George Spencer (1799–1864), son of the 2nd Earl Spencer, was first an Anglican priest. He converted to Catholicism to become a Catholic priest and eventually became a Passionist, taking the name of Ignatius. he worked tirelessly as a missionary in the service of Christian unity. In decrees authorised on Saturday, Pope Francis recognised the priest’s “heroic virtues” and declared him Venerable.
Educated at Eton and Cambridge, George Spencer took Anglican Orders in 1822, as a deacon. In 1824, he was ordained a priest in the Church of England, and began work as a parish priest in Brington, where every account has him attending assiduously to the spiritual and temporal needs of his parishioners.
By the late 1820s, however, he had begun questioning the scriptural grounds of the 39 Articles and had entered into correspondence with several prominent scholars — among them some Catholics — who encouraged him in his search for truth.
George Spencer eventually sought communion with the Catholic Church and was received. He travelled to Rome and studied at the Venerable English College, where he met Bl Dominic Barberi — the Passionist priest dedicated to the conversion of England — who also played a role in the conversion of St John Henry Newman. George Spencer received ordination to the Catholic priesthood in 1832, and in 1847 took the Passionist habit and the name, Ignatius of St Paul.
For the next seventeen years, he preached, taught, exhorted, and tended to the needs of people throughout England — especially to Irish migrants in the West Midlands, who suffered grinding poverty — and even travelled abroad in his duties to the Passionists and in service of his principal cause, the conversion of his beloved homeland. He succeeded Barberi as provincial of the Passionist Fathers in England and Belgium upon the death of his friend.
“He was always asking people to pray for Christian unity,” said Fr John Kearns CP in 2016, when Fr Spencer’s positio — the official report on his life — went to the Congregation for the Causes of Saints for examination. “The expression he used was ‘unity in the truth’,” Fr Kearns explained. “The mainstream thing (among Catholics) would have been ‘everybody convert to Catholicism’,” he said. “He wasn’t against that and had done that himself,” Fr Kearns went on to say, “but he could see that something else was needed and that was his objective.”

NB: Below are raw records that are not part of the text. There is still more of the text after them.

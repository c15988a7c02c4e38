//! User-activity tracking.

use chrono::{DateTime, Utc};
use std::fmt;
use std::str::FromStr;
use std::time::Duration;

/// Interaction events that count as user activity
#[derive(Debug, Clone, Copy, PartialEq, Eq, Hash)]
pub enum ActivityEvent {
    MouseDown,
    MouseMove,
    KeyPress,
    Scroll,
    TouchStart,
    Click,
}

impl ActivityEvent {
    pub const ALL: [ActivityEvent; 6] = [
        ActivityEvent::MouseDown,
        ActivityEvent::MouseMove,
        ActivityEvent::KeyPress,
        ActivityEvent::Scroll,
        ActivityEvent::TouchStart,
        ActivityEvent::Click,
    ];

    pub fn as_str(&self) -> &'static str {
        match self {
            ActivityEvent::MouseDown => "mousedown",
            ActivityEvent::MouseMove => "mousemove",
            ActivityEvent::KeyPress => "keypress",
            ActivityEvent::Scroll => "scroll",
            ActivityEvent::TouchStart => "touchstart",
            ActivityEvent::Click => "click",
        }
    }
}

impl fmt::Display for ActivityEvent {
    fn fmt(&self, f: &mut fmt::Formatter<'_>) -> fmt::Result {
        f.write_str(self.as_str())
    }
}

impl FromStr for ActivityEvent {
    type Err = String;

    fn from_str(s: &str) -> Result<Self, Self::Err> {
        let name = s.trim().to_ascii_lowercase();
        ActivityEvent::ALL
            .into_iter()
            .find(|event| event.as_str() == name)
            .ok_or_else(|| format!("Unknown activity event: {}", s.trim()))
    }
}

/// In-memory activity state: when the user was last seen, and whether the
/// expiry warning has been raised since then.
#[derive(Debug, Clone)]
pub struct ActivityState {
    last_activity: DateTime<Utc>,
    warning_shown: bool,
}

impl ActivityState {
    pub fn new(now: DateTime<Utc>) -> Self {
        Self {
            last_activity: now,
            warning_shown: false,
        }
    }

    /// Reset the idle clock. Clears the warning flag.
    pub fn record(&mut self, now: DateTime<Utc>) {
        self.last_activity = now;
        self.warning_shown = false;
    }

    pub fn last_activity(&self) -> DateTime<Utc> {
        self.last_activity
    }

    pub fn idle_for(&self, now: DateTime<Utc>) -> Duration {
        (now - self.last_activity).to_std().unwrap_or(Duration::ZERO)
    }

    pub fn warning_shown(&self) -> bool {
        self.warning_shown
    }

    /// Returns true if the flag was newly set.
    pub fn mark_warning_shown(&mut self) -> bool {
        !std::mem::replace(&mut self.warning_shown, true)
    }

    pub fn clear_warning(&mut self) {
        self.warning_shown = false;
    }
}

Fr Spencer was also an inveterate cricketer, who described the game as his “mania” and taught it to students for the priesthood.
Fr Ignatius Spencer died in 1864, and was buried beside Blessed Dominic and Sr Elizabeth Prout — the “Mother Teresa of Manchester” — who founded the Passionist Sisters and preceded Fr Spencer in becoming Venerable by just a few weeks.
*An earlier version of this story reported the decrees as signed on Friday, rather than authorised on Saturday.